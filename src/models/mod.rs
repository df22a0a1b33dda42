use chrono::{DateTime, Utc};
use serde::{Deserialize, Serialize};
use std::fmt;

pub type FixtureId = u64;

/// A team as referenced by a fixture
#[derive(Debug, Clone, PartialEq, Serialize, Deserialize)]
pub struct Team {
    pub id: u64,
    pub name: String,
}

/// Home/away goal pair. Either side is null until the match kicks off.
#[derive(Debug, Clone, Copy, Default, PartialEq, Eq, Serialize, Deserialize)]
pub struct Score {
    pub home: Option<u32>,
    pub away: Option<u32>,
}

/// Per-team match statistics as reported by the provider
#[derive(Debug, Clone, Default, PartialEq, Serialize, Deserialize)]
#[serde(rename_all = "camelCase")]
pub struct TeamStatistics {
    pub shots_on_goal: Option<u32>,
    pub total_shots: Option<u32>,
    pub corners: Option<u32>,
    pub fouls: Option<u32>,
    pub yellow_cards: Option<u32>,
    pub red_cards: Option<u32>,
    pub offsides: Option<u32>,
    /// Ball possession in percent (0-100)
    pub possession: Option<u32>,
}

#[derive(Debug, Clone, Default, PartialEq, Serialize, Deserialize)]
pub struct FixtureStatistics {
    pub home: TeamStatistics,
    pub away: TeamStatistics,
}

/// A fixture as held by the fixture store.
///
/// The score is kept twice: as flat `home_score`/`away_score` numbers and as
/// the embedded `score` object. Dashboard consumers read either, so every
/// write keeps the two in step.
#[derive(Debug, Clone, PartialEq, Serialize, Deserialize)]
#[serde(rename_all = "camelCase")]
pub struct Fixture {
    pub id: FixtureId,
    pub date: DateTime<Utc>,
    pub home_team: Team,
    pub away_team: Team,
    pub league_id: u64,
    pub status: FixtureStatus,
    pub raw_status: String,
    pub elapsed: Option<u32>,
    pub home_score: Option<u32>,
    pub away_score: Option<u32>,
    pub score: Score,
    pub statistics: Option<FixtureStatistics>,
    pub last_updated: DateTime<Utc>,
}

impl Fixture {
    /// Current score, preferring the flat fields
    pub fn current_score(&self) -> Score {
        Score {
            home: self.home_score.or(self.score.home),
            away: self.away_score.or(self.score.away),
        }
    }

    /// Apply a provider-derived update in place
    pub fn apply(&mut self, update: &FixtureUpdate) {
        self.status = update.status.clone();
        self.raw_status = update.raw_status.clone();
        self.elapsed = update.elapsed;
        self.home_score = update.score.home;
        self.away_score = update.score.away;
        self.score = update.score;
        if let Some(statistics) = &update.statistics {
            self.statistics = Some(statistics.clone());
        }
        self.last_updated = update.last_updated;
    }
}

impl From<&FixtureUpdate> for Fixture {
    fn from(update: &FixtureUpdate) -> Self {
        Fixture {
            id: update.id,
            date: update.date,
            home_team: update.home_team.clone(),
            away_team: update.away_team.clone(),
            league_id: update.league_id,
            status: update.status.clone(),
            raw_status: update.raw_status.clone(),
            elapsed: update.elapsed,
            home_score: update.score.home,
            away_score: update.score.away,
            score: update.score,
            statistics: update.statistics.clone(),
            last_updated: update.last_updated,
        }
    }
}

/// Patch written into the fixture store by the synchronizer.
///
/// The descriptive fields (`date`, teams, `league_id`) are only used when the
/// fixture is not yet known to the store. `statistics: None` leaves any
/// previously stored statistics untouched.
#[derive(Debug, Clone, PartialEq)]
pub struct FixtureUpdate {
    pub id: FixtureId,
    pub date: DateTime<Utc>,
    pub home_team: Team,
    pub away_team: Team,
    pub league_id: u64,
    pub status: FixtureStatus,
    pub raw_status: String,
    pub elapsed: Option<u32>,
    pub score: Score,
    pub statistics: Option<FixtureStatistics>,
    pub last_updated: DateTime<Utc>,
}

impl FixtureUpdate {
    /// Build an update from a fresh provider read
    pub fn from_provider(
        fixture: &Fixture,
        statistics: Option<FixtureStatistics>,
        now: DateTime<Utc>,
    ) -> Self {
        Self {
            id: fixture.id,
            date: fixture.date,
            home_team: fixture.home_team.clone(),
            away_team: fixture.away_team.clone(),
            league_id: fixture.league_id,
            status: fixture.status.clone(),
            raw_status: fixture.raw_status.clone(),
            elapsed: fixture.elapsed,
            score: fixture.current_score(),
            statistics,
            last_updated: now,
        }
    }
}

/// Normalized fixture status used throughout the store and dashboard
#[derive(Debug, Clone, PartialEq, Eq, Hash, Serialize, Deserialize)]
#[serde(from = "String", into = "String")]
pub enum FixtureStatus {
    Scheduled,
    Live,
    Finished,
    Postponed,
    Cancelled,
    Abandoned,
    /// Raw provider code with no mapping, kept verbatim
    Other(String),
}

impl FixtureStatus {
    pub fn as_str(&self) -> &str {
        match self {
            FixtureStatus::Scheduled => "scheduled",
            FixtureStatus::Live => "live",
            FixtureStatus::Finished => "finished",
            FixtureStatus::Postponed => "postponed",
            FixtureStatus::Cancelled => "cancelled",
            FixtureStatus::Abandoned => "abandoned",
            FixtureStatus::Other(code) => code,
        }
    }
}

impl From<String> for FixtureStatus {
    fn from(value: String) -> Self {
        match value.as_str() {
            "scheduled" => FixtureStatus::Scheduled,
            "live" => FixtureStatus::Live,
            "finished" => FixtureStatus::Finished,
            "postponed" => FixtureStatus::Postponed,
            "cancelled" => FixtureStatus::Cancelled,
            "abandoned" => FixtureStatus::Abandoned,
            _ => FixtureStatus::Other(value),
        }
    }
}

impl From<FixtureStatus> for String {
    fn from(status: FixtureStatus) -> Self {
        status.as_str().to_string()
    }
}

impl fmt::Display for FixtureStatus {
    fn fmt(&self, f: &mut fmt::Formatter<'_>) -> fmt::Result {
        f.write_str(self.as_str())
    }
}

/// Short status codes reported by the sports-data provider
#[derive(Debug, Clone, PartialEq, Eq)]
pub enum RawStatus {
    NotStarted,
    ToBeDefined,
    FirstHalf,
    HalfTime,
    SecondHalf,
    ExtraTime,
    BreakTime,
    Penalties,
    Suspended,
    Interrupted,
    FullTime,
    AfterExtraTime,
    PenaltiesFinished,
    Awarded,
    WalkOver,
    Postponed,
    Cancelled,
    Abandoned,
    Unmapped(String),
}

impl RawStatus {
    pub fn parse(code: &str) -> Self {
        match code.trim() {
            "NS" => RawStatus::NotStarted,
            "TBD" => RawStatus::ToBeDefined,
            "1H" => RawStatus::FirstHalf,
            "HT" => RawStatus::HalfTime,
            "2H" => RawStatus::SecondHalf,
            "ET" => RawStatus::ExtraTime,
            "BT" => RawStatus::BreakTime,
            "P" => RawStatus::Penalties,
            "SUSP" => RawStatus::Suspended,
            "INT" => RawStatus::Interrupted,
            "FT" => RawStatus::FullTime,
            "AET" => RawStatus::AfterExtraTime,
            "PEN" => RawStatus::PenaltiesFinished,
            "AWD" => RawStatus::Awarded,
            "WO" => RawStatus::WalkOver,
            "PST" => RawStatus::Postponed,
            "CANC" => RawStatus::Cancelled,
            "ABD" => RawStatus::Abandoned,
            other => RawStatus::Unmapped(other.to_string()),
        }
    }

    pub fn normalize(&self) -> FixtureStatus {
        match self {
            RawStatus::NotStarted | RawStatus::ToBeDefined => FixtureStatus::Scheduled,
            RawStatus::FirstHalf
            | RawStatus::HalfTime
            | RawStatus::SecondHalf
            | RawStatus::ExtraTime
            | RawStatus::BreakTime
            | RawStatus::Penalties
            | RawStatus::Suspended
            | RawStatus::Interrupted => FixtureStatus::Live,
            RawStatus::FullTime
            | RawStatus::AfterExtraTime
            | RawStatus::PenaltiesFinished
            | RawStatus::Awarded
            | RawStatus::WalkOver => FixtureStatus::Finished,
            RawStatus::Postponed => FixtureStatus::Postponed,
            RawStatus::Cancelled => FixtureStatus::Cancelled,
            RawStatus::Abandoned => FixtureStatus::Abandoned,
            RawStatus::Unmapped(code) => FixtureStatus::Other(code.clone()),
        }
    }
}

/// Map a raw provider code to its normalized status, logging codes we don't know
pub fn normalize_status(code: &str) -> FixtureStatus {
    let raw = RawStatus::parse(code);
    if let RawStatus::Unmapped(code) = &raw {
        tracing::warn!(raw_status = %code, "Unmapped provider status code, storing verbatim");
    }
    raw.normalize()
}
☆ ☆ ☆ ☆
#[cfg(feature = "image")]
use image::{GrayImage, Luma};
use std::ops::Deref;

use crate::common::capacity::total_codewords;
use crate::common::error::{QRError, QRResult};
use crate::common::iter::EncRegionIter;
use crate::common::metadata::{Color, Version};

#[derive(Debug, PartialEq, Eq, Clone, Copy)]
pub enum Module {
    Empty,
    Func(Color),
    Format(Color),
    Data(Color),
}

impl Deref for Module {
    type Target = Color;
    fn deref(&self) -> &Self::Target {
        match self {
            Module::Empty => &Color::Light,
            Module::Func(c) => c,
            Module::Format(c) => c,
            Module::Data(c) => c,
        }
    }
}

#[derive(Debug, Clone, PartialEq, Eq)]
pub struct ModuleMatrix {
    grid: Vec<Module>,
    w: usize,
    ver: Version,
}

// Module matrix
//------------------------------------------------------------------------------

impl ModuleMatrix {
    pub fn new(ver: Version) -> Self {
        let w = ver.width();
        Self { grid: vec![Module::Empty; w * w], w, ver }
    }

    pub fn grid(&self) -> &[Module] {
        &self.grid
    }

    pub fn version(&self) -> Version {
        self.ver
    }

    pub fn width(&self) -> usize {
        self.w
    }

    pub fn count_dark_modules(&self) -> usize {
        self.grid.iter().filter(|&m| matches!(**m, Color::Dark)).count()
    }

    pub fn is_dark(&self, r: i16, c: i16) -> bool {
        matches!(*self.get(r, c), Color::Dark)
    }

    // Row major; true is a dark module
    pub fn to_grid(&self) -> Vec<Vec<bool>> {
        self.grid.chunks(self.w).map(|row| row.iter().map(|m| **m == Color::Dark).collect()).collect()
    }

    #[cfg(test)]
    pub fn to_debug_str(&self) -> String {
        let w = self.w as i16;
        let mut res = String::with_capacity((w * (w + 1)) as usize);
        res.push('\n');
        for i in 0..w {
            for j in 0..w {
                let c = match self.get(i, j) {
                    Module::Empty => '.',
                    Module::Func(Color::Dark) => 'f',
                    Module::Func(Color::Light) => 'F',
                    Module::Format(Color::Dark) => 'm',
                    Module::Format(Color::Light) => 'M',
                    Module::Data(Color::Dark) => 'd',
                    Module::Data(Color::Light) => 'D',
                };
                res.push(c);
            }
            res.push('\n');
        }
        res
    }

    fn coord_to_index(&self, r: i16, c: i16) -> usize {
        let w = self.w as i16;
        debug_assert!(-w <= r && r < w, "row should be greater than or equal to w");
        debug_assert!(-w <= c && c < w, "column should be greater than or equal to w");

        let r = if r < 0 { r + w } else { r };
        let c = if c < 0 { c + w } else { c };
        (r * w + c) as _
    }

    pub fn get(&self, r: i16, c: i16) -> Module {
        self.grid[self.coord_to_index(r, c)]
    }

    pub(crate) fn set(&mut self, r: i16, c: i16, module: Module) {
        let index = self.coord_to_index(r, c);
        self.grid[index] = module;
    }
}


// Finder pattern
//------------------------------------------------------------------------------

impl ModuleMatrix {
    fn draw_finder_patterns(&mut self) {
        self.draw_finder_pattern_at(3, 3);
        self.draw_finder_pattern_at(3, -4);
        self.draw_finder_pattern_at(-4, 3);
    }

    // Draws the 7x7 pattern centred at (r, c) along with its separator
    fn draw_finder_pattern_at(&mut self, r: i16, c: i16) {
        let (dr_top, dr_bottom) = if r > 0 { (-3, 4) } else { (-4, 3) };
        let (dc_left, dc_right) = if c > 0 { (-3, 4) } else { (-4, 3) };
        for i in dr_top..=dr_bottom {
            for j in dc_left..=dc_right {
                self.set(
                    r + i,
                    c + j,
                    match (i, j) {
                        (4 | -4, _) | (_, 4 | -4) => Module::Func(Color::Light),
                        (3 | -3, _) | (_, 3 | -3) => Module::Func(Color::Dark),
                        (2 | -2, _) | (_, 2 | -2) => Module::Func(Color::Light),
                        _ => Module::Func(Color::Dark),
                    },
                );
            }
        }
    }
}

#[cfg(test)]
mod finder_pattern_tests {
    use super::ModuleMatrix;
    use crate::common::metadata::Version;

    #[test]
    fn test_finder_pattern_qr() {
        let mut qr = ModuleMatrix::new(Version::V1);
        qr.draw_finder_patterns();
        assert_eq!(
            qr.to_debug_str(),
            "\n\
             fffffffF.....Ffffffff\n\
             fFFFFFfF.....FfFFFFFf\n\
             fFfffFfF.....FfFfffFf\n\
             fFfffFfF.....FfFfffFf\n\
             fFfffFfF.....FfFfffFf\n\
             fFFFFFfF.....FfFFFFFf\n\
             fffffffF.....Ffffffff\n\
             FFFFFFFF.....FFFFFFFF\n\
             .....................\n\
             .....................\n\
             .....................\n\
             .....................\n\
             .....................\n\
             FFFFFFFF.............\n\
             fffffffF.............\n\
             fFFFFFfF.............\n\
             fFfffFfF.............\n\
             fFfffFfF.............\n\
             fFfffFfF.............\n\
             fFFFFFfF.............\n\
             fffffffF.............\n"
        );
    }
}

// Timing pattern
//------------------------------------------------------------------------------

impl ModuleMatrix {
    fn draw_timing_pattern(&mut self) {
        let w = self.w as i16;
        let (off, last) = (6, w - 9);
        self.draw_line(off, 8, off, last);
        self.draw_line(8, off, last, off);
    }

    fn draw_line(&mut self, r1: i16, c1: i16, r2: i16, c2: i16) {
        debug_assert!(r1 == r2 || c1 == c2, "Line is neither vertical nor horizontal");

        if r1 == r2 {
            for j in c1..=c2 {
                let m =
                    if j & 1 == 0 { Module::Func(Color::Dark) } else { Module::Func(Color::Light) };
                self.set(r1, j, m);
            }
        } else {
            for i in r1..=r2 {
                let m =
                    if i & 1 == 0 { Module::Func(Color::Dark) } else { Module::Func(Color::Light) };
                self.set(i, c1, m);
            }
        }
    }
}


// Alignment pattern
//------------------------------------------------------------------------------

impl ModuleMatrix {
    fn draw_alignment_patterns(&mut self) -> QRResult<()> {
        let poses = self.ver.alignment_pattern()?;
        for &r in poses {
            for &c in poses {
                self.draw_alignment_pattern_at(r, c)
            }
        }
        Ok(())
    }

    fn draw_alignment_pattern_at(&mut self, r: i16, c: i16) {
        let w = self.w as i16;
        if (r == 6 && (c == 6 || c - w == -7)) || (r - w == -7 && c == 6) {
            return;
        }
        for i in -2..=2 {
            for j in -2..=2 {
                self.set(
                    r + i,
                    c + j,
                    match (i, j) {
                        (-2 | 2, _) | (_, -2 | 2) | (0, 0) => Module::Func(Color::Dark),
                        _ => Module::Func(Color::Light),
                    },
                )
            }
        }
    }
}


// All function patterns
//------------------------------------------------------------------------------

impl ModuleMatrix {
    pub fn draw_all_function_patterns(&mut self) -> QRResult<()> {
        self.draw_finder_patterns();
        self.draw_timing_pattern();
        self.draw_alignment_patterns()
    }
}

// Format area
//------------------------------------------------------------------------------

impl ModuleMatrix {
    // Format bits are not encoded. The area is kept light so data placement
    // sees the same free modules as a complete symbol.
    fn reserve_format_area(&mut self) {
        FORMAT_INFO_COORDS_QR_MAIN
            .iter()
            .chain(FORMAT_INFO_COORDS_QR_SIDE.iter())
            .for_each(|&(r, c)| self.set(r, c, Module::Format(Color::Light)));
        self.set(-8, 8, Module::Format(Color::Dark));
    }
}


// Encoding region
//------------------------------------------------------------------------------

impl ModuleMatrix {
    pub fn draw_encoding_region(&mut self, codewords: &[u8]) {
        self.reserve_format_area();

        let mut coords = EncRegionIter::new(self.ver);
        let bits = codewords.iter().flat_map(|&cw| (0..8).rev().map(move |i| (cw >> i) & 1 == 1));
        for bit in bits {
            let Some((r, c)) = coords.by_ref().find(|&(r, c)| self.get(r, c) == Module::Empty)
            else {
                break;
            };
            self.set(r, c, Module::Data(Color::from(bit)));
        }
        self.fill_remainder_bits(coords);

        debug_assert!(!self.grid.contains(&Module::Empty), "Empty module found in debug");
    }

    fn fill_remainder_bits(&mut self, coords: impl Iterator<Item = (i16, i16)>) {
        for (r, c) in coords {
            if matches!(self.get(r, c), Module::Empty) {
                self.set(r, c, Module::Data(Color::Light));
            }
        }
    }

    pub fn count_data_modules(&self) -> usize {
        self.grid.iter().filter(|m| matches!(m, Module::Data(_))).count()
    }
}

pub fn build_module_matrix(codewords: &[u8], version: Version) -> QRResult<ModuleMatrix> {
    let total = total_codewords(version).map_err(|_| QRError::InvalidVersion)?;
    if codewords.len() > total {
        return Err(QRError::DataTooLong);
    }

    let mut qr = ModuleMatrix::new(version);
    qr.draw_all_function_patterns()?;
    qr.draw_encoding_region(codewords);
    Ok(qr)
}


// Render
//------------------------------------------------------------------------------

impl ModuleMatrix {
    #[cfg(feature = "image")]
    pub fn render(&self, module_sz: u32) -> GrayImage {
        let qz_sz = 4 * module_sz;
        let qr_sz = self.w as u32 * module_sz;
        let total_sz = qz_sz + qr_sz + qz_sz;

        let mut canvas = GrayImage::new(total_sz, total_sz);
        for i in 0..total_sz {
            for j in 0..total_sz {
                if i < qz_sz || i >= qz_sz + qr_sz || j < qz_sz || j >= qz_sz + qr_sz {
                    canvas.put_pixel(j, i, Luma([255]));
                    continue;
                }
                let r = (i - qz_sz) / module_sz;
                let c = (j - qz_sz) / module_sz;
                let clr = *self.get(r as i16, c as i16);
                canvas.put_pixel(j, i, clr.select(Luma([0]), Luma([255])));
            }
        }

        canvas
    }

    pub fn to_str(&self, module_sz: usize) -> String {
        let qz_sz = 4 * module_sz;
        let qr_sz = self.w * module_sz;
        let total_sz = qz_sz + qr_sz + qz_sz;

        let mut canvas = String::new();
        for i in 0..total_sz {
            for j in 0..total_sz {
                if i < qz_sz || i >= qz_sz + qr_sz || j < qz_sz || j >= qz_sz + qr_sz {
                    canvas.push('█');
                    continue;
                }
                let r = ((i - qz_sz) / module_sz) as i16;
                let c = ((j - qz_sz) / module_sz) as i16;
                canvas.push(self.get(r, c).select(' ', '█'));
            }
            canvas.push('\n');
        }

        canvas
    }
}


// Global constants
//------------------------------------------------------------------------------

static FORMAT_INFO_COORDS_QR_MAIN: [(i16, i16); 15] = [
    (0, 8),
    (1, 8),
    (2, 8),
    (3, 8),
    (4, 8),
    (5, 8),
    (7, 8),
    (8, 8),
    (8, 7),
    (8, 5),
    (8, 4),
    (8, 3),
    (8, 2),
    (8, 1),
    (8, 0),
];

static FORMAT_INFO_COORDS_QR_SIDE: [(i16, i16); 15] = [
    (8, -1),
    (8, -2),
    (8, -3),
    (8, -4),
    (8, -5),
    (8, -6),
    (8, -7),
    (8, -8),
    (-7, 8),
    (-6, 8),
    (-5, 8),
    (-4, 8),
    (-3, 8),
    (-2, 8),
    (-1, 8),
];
☆ ☆ ☆ ☆
▶ _EXERCISE DETAILS_: Please copy each line of the records above that holds the word "filter".

▶ _RESULT OF THE TASK_:
        self.grid.iter().filter(|&m| matches!(**m, Color::Dark)).count()
        self.grid.iter().filter(|m| matches!(m, Module::Data(_))).count()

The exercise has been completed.